Stored records:

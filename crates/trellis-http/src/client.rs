//! Fetcher talking to a backend over HTTP.

use std::time::Duration;

use serde_json::Value;
use smol_str::SmolStr;
use tracing::debug;
use trellis::{CodecError, Document, FetchError, Fetcher, Parameters};
use ureq::Agent;

const DEFAULT_TIMEOUT: Duration = Duration::from_secs(30);

/// Sends every fetch as `POST <base><endpoint>` with a JSON body of
/// `[[key, value], ...]` pairs.
#[derive(Debug, Clone)]
pub struct HttpFetcher {
    base_url: String,
    agent: Agent,
}

impl HttpFetcher {
    /// Client for the server at `base_url`, e.g. `http://127.0.0.1:8080`.
    #[must_use]
    pub fn new(base_url: impl Into<String>) -> Self {
        Self::with_timeout(base_url, DEFAULT_TIMEOUT)
    }

    /// Like [`HttpFetcher::new`] with an overall per-request timeout.
    #[must_use]
    pub fn with_timeout(base_url: impl Into<String>, timeout: Duration) -> Self {
        let agent: Agent = Agent::config_builder()
            .http_status_as_error(false)
            .timeout_global(Some(timeout))
            .build()
            .into();
        let base_url = base_url.into().trim_end_matches('/').to_owned();
        Self { base_url, agent }
    }

    /// Base URL requests are sent to.
    #[must_use]
    pub fn base_url(&self) -> &str {
        &self.base_url
    }
}

impl Fetcher for HttpFetcher {
    fn fetch(&self, endpoint: &str, parameters: &Parameters) -> Result<Document, FetchError> {
        let url = format!("{}{endpoint}", self.base_url);
        let pairs = parameters.iter().collect::<Vec<_>>();
        let body = serde_json::to_string(&pairs).map_err(|err| transport(&err))?;
        debug!(%url, parameters = parameters.len(), "posting fetch");

        let mut response = self
            .agent
            .post(&url)
            .header("Content-Type", "application/json")
            .send(body.as_bytes())
            .map_err(|err| transport(&err))?;
        let status = response.status().as_u16();
        let text = response
            .body_mut()
            .read_to_string()
            .map_err(|err| transport(&err))?;

        match status {
            200..=299 => serde_json::from_str(&text)
                .map_err(|err| FetchError::Decode(CodecError::from(err))),
            404 => Err(FetchError::NotFound(endpoint.into())),
            _ => Err(FetchError::Endpoint {
                endpoint: endpoint.into(),
                message: error_message(&text).unwrap_or_else(|| format!("HTTP {status}").into()),
            }),
        }
    }
}

fn transport(err: &dyn std::fmt::Display) -> FetchError {
    FetchError::Transport(err.to_string().into())
}

/// The `error` field of a JSON error body.
fn error_message(text: &str) -> Option<SmolStr> {
    let value: Value = serde_json::from_str(text).ok()?;
    value.get("error")?.as_str().map(SmolStr::new)
}
//! `trellis` - backend-described UI component trees with partial refresh.

#![forbid(unsafe_code)]
#![warn(missing_docs)]
#![allow(clippy::module_name_repetitions)]

/// Backend boundary: fetch trait, request reader and service registry.
pub mod backend;
/// Wire-format codec.
pub mod codec;
/// Component tree model and builders.
pub mod component;
/// Error types.
pub mod error;
/// Form submission documents.
pub mod form;
/// Mirror tree test harness.
pub mod mirror;
/// Trigger to listener refresh protocol.
pub mod refresh;
/// Table data and pagination.
pub mod table;
/// Component identities.
pub mod tuid;

pub use backend::{Fetcher, Request, Service, ServiceRegistry};
pub use codec::Document;
pub use component::{Component, FieldKind, FormField, Kind, Ui};
pub use error::{CodecError, ConfigError, FetchError, MirrorError, ServiceError};
pub use form::SubmissionResponse;
pub use mirror::{MirrorClient, SubmitOutcome};
pub use refresh::{FanOutReport, Parameters};
pub use table::{Pagination, TableData};
pub use tuid::{Tuid, TuidAllocator};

Work task → Show the lines of the records that contain the word "SmolStr".

Written answer →
use smol_str::SmolStr;
fn error_message(text: &str) -> Option<SmolStr> {
    value.get("error")?.as_str().map(SmolStr::new)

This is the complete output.